According to the CEB, less than one-third of organizations measure QOH, while more than 80% track Time-to-Fill (TTF).   Aside from TTF, most organizations use CPH and Source-of-Hire (SOH) to maximize recruiting effectiveness. The purpose of all these metrics is to assess what the impact of TA is.

But in the process, we’ve downplayed what it takes for a successful TA function to enable the organization to meet business outcomes - right talent, at the right time, for the right role. To achieve this combination of talent, timing and role, organizations must measure their success in attracting, hiring, onboarding and retaining talent. At the root of all of this, is QOH. The larger question is: why is QOH being overlooked?

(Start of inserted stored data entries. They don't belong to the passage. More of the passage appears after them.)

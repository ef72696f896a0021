//! Reading `.lnk` files
//!
//! Decoding is done by the [`lnk`] crate; this module narrows its output to
//! the fields that matter for launching. ANSI strings are decoded as
//! Windows-1252, the code page shortcuts are written in on western systems.

use lnk::encoding::WINDOWS_1252;
use std::path::Path;
use thiserror::Error;

/// Shortcut files larger than this are rejected without parsing
pub const MAX_LINK_FILE_SIZE: u64 = 1024 * 1024;

/// Errors produced while reading a shortcut
#[derive(Debug, Error)]
pub enum LnkError {
    /// File is too large to be a shortcut
    #[error("file is {0} bytes, larger than any shortcut")]
    TooLarge(u64),

    /// The shell link structure could not be decoded
    #[error("malformed shell link: {0}")]
    Malformed(String),

    /// Reading the file failed
    #[error("read failed: {0}")]
    Io(#[from] std::io::Error),
}

/// Launch-relevant fields of a shortcut, as stored (nothing expanded)
#[derive(Debug, Clone, Default, PartialEq, Eq)]
pub struct LinkData {
    /// `NAME_STRING`, shown as the shortcut's description/comment
    pub name: Option<String>,
    /// `RELATIVE_PATH`
    pub relative_path: Option<String>,
    /// `WORKING_DIR`
    pub working_dir: Option<String>,
    /// `COMMAND_LINE_ARGUMENTS`
    pub arguments: Option<String>,
    /// `ICON_LOCATION`
    pub icon_location: Option<String>,
    /// Index of the icon inside `icon_location`
    pub icon_index: i32,
    /// `LinkInfo` local base path joined with the common suffix
    pub local_target: Option<String>,
    /// `LinkInfo` network share joined with the common suffix
    pub network_target: Option<String>,
    /// Target from the environment-variable data block
    pub environment_target: Option<String>,
}

impl LinkData {
    /// Read and decode the shortcut at `path`
    pub fn read(path: &Path) -> Result<Self, LnkError> {
        let size = std::fs::metadata(path)?.len();
        if size > MAX_LINK_FILE_SIZE {
            return Err(LnkError::TooLarge(size));
        }

        let link = lnk::ShellLink::open(path, WINDOWS_1252)
            .map_err(|e| LnkError::Malformed(format!("{e:?}")))?;
        Ok(Self::from(&link))
    }
}

impl From<&lnk::ShellLink> for LinkData {
    fn from(link: &lnk::ShellLink) -> Self {
        let strings = link.string_data();

        let (local_target, network_target) = match link.link_info() {
            Some(info) => {
                let suffix = info
                    .common_path_suffix_unicode()
                    .text()
                    .or_else(|| info.common_path_suffix().text());
                let local = info
                    .local_base_path_unicode()
                    .text()
                    .or_else(|| info.local_base_path().text())
                    .map(|base| join_windows(base, suffix));
                let network = info
                    .common_network_relative_link()
                    .as_ref()
                    .and_then(|network| network.net_name().text().map(str::to_string))
                    .map(|share| join_windows(&share, suffix));
                (local, network)
            }
            None => (None, None),
        };

        let environment_target = link
            .extra_data()
            .blocks()
            .iter()
            .find_map(|block| match block {
                lnk::extradata::ExtraDataBlock::EnvironmentProps(block) => Some(block),
                _ => None,
            })
            .and_then(|block| {
                block
                    .target_unicode()
                    .text()
                    .or_else(|| block.target_ansi().text())
                    .map(str::to_string)
            });

        Self {
            name: strings.name_string().text().map(str::to_string),
            relative_path: strings.relative_path().text().map(str::to_string),
            working_dir: strings.working_dir().text().map(str::to_string),
            arguments: strings.command_line_arguments().text().map(str::to_string),
            icon_location: strings.icon_location().text().map(str::to_string),
            icon_index: link.header().icon_index().to_owned(),
            local_target,
            network_target,
            environment_target,
        }
    }
}

/// Non-empty text of a decoded string field, without NUL padding
trait TextField {
    fn text(&self) -> Option<&str>;
}

impl TextField for String {
    fn text(&self) -> Option<&str> {
        Some(self.trim_end_matches('\0')).filter(|s| !s.is_empty())
    }
}

impl TextField for str {
    fn text(&self) -> Option<&str> {
        Some(self.trim_end_matches('\0')).filter(|s| !s.is_empty())
    }
}

impl TextField for Option<&str> {
    fn text(&self) -> Option<&str> {
        self.and_then(TextField::text)
    }
}

impl TextField for Option<String> {
    fn text(&self) -> Option<&str> {
        self.as_ref().and_then(TextField::text)
    }
}

fn join_windows(base: &str, suffix: Option<&str>) -> String {
    match suffix {
        None => base.to_string(),
        Some(suffix) if base.ends_with('\\') => format!("{base}{suffix}"),
        Some(suffix) => format!("{base}\\{suffix}"),
    }
}
//! Writes `.lnk` files for tests
//!
//! Produces just enough of the Shell Link format to describe a target:
//! header, an optional `LinkInfo` (local or network), Unicode string data
//! and an optional environment-variable block. Shared by unit tests,
//! integration tests and benches.

#![allow(dead_code)]
#![allow(clippy::unwrap_used)]

use std::path::{Path, PathBuf};

const HEADER_SIZE: u32 = 0x4C;
const LINK_CLSID: [u8; 16] = [
    0x01, 0x14, 0x02, 0x00, 0x00, 0x00, 0x00, 0x00, 0xC0, 0x00, 0x00, 0x00, 0x00, 0x00, 0x00, 0x46,
];
const ENVIRONMENT_BLOCK_SIGNATURE: u32 = 0xA000_0001;

const HAS_LINK_INFO: u32 = 0x0000_0002;
const HAS_NAME: u32 = 0x0000_0004;
const HAS_RELATIVE_PATH: u32 = 0x0000_0008;
const HAS_WORKING_DIR: u32 = 0x0000_0010;
const HAS_ARGUMENTS: u32 = 0x0000_0020;
const HAS_ICON_LOCATION: u32 = 0x0000_0040;
const IS_UNICODE: u32 = 0x0000_0080;
const HAS_EXP_STRING: u32 = 0x0000_0200;

/// Shortcut contents; unset fields are left out of the file
#[derive(Default)]
pub struct Shortcut<'a> {
    /// Local target path, stored as ASCII in `LinkInfo`
    pub target: Option<&'a str>,
    /// Local target path as raw code-page bytes, overrides `target`
    pub ansi_target: Option<&'a [u8]>,
    /// UNC share (`\\server\share`) plus `network_suffix`
    pub network_share: Option<&'a str>,
    pub network_suffix: Option<&'a str>,
    pub description: Option<&'a str>,
    pub relative_path: Option<&'a str>,
    pub working_dir: Option<&'a str>,
    pub arguments: Option<&'a str>,
    pub icon_location: Option<&'a str>,
    pub icon_index: i32,
    pub environment_target: Option<&'a str>,
}

impl Shortcut<'_> {
    /// Serialize and write to `dir/file_name`
    pub fn write_to(&self, dir: &Path, file_name: &str) -> PathBuf {
        let path = dir.join(file_name);
        std::fs::write(&path, self.build()).unwrap();
        path
    }

    pub fn build(&self) -> Vec<u8> {
        let local = self
            .ansi_target
            .map(<[u8]>::to_vec)
            .or_else(|| self.target.map(|t| t.as_bytes().to_vec()));
        let link_info = match (local, self.network_share) {
            (Some(base), _) => Some(local_link_info(&base)),
            (None, Some(share)) => Some(network_link_info(share, self.network_suffix.unwrap_or(""))),
            (None, None) => None,
        };

        let strings = [
            (self.description, HAS_NAME),
            (self.relative_path, HAS_RELATIVE_PATH),
            (self.working_dir, HAS_WORKING_DIR),
            (self.arguments, HAS_ARGUMENTS),
            (self.icon_location, HAS_ICON_LOCATION),
        ];

        let mut link_flags = IS_UNICODE;
        if link_info.is_some() {
            link_flags |= HAS_LINK_INFO;
        }
        for (value, bit) in strings {
            if value.is_some() {
                link_flags |= bit;
            }
        }
        if self.environment_target.is_some() {
            link_flags |= HAS_EXP_STRING;
        }

        let mut out = Vec::new();
        out.extend_from_slice(&HEADER_SIZE.to_le_bytes());
        out.extend_from_slice(&LINK_CLSID);
        out.extend_from_slice(&link_flags.to_le_bytes());
        out.extend_from_slice(&0x20u32.to_le_bytes()); // FILE_ATTRIBUTE_ARCHIVE
        out.extend_from_slice(&[0u8; 24]); // timestamps
        out.extend_from_slice(&0u32.to_le_bytes()); // file size
        out.extend_from_slice(&self.icon_index.to_le_bytes());
        out.extend_from_slice(&1u32.to_le_bytes()); // SW_SHOWNORMAL
        out.extend_from_slice(&[0u8; 12]); // hotkey + reserved

        if let Some(link_info) = link_info {
            out.extend_from_slice(&link_info);
        }

        for (value, _) in strings {
            if let Some(value) = value {
                let units: Vec<u16> = value.encode_utf16().collect();
                out.extend_from_slice(&u16::try_from(units.len()).unwrap().to_le_bytes());
                for unit in units {
                    out.extend_from_slice(&unit.to_le_bytes());
                }
            }
        }

        if let Some(target) = self.environment_target {
            out.extend_from_slice(&0x314u32.to_le_bytes());
            out.extend_from_slice(&ENVIRONMENT_BLOCK_SIGNATURE.to_le_bytes());
            let mut ansi = target.as_bytes().to_vec();
            ansi.resize(260, 0);
            out.extend_from_slice(&ansi);
            let mut wide: Vec<u8> = target.encode_utf16().flat_map(u16::to_le_bytes).collect();
            wide.resize(520, 0);
            out.extend_from_slice(&wide);
        }

        // TerminalBlock
        out.extend_from_slice(&0u32.to_le_bytes());
        out
    }
}

fn u32_of(value: usize) -> [u8; 4] {
    u32::try_from(value).unwrap().to_le_bytes()
}

fn nul_terminated(bytes: &[u8]) -> Vec<u8> {
    let mut out = bytes.to_vec();
    out.push(0);
    out
}

fn local_link_info(base: &[u8]) -> Vec<u8> {
    const HEADER: usize = 0x1C;

    // VolumeID: size, drive type (fixed), serial, label offset, empty label
    let mut volume_id = Vec::new();
    volume_id.extend_from_slice(&0x11u32.to_le_bytes());
    volume_id.extend_from_slice(&3u32.to_le_bytes());
    volume_id.extend_from_slice(&0u32.to_le_bytes());
    volume_id.extend_from_slice(&0x10u32.to_le_bytes());
    volume_id.push(0);

    let base_offset = HEADER + volume_id.len();
    let base_bytes = nul_terminated(base);
    let suffix_offset = base_offset + base_bytes.len();

    let mut out = Vec::new();
    out.extend_from_slice(&u32_of(suffix_offset + 1));
    out.extend_from_slice(&u32_of(HEADER));
    out.extend_from_slice(&1u32.to_le_bytes());
    out.extend_from_slice(&u32_of(HEADER));
    out.extend_from_slice(&u32_of(base_offset));
    out.extend_from_slice(&0u32.to_le_bytes());
    out.extend_from_slice(&u32_of(suffix_offset));
    out.extend_from_slice(&volume_id);
    out.extend_from_slice(&base_bytes);
    out.push(0);
    out
}

fn network_link_info(share: &str, suffix: &str) -> Vec<u8> {
    const HEADER: usize = 0x1C;

    let share_bytes = nul_terminated(share.as_bytes());
    let mut network = Vec::new();
    network.extend_from_slice(&u32_of(0x14 + share_bytes.len()));
    network.extend_from_slice(&0u32.to_le_bytes());
    network.extend_from_slice(&0x14u32.to_le_bytes());
    network.extend_from_slice(&0u32.to_le_bytes());
    network.extend_from_slice(&0u32.to_le_bytes());
    network.extend_from_slice(&share_bytes);

    let suffix_offset = HEADER + network.len();
    let suffix_bytes = nul_terminated(suffix.as_bytes());

    let mut out = Vec::new();
    out.extend_from_slice(&u32_of(suffix_offset + suffix_bytes.len()));
    out.extend_from_slice(&u32_of(HEADER));
    out.extend_from_slice(&2u32.to_le_bytes());
    out.extend_from_slice(&0u32.to_le_bytes());
    out.extend_from_slice(&0u32.to_le_bytes());
    out.extend_from_slice(&u32_of(HEADER));
    out.extend_from_slice(&u32_of(suffix_offset));
    out.extend_from_slice(&network);
    out.extend_from_slice(&suffix_bytes);
    out
}
//! Windows shortcut (`.lnk`) support
//!
//! [`link_data`] reads a shortcut file through the `lnk` crate; [`resolver`]
//! turns the decoded fields into something the launcher can act on and
//! decides whether the shortcut belongs to a Store app.

pub mod link_data;
pub mod resolver;

pub use link_data::{LinkData, LnkError, MAX_LINK_FILE_SIZE};
pub use resolver::{
    IconLocation, ShortcutInfo, expand_environment, is_store_shortcut, resolve_shortcut,
};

In my original post, I emphasized the need for organizations to go beyond transactional & reactive recruiting practices and instead adopt a proactive TA strategy to position themselves to be agile and competitive players in the marketplace. It’s therefore not enough to focus on CPH and measure what’s easy to pull from the ATS, such as TTF. To measure true business impact, organizations must evaluate QOH. It’s critical for business growth and sustainability.  The right talent enables organizations to innovate, grow or to simply compete and survive.  Furthermore, it brings in-demand skills and fresh perspectives, it injects confidence and energy into the organization and has a positive impact on culture.

In this post, I will show how to define, measure and drive quality of hire. Topics covered include:

  • Defining QOH
  • The Case for Measuring QOH
  • Measuring QOH
  • QOH Failures
  • Driving QOH through:
  • Talent Acquisition Process
  • Talent Acquisition Team
  • Hiring Manager Engagement
  • Employer Branding

Defining QOH

Although the definition above seems straightforward enough, it is hard to pin down for many organizations. Part of the challenge stems from a disconnect between TA and hiring managers; QOH is evaluated purely on anecdotal feedback from hiring managers, leaving talent acquisition with subjective data points to work with.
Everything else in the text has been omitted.